PROBLEM STATEMENT:
Of the lines below, count those containing the word "DashMap". Reply with the number alone.

Saved data entries
----------------------------------------

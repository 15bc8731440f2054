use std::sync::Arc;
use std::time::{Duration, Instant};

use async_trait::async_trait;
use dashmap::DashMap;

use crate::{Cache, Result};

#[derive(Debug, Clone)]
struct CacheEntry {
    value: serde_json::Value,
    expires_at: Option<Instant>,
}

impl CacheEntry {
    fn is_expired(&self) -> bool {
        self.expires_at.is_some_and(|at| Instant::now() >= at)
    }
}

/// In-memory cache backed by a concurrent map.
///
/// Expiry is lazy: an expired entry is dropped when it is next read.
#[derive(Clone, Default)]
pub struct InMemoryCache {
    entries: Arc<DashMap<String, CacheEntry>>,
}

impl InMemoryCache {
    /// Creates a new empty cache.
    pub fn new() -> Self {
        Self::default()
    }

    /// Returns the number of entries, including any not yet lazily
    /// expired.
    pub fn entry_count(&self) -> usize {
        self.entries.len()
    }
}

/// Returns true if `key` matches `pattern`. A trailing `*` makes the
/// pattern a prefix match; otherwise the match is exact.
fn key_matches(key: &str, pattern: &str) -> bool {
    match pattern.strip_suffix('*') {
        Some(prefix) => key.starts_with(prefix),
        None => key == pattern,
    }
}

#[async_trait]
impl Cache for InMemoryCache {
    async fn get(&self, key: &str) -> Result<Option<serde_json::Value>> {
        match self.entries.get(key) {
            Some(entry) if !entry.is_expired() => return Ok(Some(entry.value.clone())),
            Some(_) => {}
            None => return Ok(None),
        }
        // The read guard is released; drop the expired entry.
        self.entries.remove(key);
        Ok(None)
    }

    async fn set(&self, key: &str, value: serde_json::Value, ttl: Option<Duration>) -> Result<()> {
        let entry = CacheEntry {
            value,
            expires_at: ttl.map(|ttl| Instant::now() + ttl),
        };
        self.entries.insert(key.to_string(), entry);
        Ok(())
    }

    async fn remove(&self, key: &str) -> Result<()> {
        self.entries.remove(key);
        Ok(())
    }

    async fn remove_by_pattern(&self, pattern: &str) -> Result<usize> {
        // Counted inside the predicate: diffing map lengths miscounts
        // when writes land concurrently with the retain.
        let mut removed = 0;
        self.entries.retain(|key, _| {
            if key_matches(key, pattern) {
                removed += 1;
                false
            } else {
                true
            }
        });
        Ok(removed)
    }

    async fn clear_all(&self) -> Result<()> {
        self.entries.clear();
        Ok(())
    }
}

----------------------------------------

WORKED SOLUTION:
2